This wasn’t a playoff thing: back then, in November of ’38, the NHL season was just getting underway when Harold Parrott launched his Brooklyn Daily Eagle column on the Rangers’ home-opener against the Detroit Red Wings with this:

Before the start of tonight’s Ranger homecoming game on Garden ice, you may have to look twice to make sure the combatants aren’t from the House of David, instead of from Lester Patrick’s stable of skaters.

Captain Art Coulter and Murray Patrick, young defencemen, haven’t shaved in three weeks. As you might suspect, there’s a reason. A good one: money, dough, a bonus.

In this case, the idea was hatched during the Rangers’ training camp at Winnipeg. According to Parrott, Lester Patrick had, “in an unguarded moment,” commented on a particularly close-cropped haircut that his captain, Art Coulter, was sporting, calling it (and I quote) “silly” and predicting that the style wouldn’t last. “Those ideas pass quickly,” he’s reported to have said. “Why, I would give a bonus who’d have the nerve to go through a season without shaving.”

Another version of the story had Coulter telling his coach that no-one paid him to grow his hair long. Patrick said (“jokingly”) that he’d pay $500 if Coulter would let his beard grow all season.

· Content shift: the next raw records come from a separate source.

use tracing::debug;

use crate::model::AudioBuffer;

/// Size of the canonical RIFF/WAVE header written by [`encode_wav`].
pub const WAV_HEADER_LEN: usize = 44;

const CHANNELS: u16 = 1;
const BITS_PER_SAMPLE: u16 = 16;
const BLOCK_ALIGN: u16 = CHANNELS * BITS_PER_SAMPLE / 8;

/// Highest rate whose byte rate still fits the header's 32-bit field.
pub const MAX_SAMPLE_RATE: u32 = u32::MAX / BLOCK_ALIGN as u32;

/// Encode float PCM samples into a mono 16-bit linear PCM WAVE file.
///
/// The output is always exactly `44 + 2 * samples.len()` bytes.
pub fn encode_wav(samples: &[f32], sample_rate: u32) -> Vec<u8> {
    let data_len = (samples.len() * BLOCK_ALIGN as usize) as u32;
    let mut bytes = Vec::with_capacity(WAV_HEADER_LEN + data_len as usize);

    bytes.extend_from_slice(b"RIFF");
    bytes.extend_from_slice(&(36 + data_len).to_le_bytes());
    bytes.extend_from_slice(b"WAVE");

    bytes.extend_from_slice(b"fmt ");
    bytes.extend_from_slice(&16u32.to_le_bytes());
    bytes.extend_from_slice(&1u16.to_le_bytes()); // PCM
    bytes.extend_from_slice(&CHANNELS.to_le_bytes());
    bytes.extend_from_slice(&sample_rate.to_le_bytes());
    bytes.extend_from_slice(&sample_rate.saturating_mul(BLOCK_ALIGN as u32).to_le_bytes());
    bytes.extend_from_slice(&BLOCK_ALIGN.to_le_bytes());
    bytes.extend_from_slice(&BITS_PER_SAMPLE.to_le_bytes());

    bytes.extend_from_slice(b"data");
    bytes.extend_from_slice(&data_len.to_le_bytes());

    for &sample in samples {
        bytes.extend_from_slice(&quantize(sample).to_le_bytes());
    }

    debug!("Encoded {} samples at {} Hz into {} bytes", samples.len(), sample_rate, bytes.len());
    bytes
}

/// Encode an [`AudioBuffer`] produced by the synthesizer.
pub fn encode_buffer(buffer: &AudioBuffer) -> Vec<u8> {
    encode_wav(buffer.samples(), buffer.sample_rate())
}

/// Clamp to [-1, 1], then scale negatives by 32768 and the rest by 32767 so +1.0 cannot overflow.
fn quantize(sample: f32) -> i16 {
    let s = if sample.is_nan() { 0.0 } else { sample.clamp(-1.0, 1.0) };
    if s < 0.0 {
        (s * 32768.0) as i16
    } else {
        (s * 32767.0) as i16
    }
}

That was in Winnipeg. When, a few days later, the team moved on to Saskatoon, Lester’s younger son Murray (a.k.a. Muzz) decided he wanted in on the action, and the challenge was on: the first player to shave would lose out on the purse.

As Doc Holst of the Detroit Free Press told it, Patrick was surprised to learn, a few days later, that the players had taken him seriously. “One of Lester’s prides,” Holst wrote, “is his reputation for never going back on his word to players.” Hence the coach’s problem: “They look like a couple of heathens and I don’t know what to do about it,” the coach told the reporter. “Maybe I can get President Frank Calder to make beards illegal in the National Hockey League. It would be awful if Murray and Art started a fad for beards.”

To wrap up the pre-season, the Rangers played the New York Americans across western Canada, running up a six-game winning streak as they beat the Amerks twice each in Winnipeg, Saskatoon, and Edmonton. When the Rangers won their NHL season-opener on the road in Detroit, Lester Patrick himself must have wondered whether the beards were lending the team some luck.

The Rangers won their next three games, too, but Patrick’s patience didn’t last. By November 22, he’d ended the challenge by opening his wallet, paying his two hirsute holdouts $100 apiece to shave their beards.

He can’t have been happy to pay the price — nor to see his smooth-faced team take its first loss of the season as they did that same Tuesday night, in Boston, losing 4-2 to Eddie Shore and the Bruins.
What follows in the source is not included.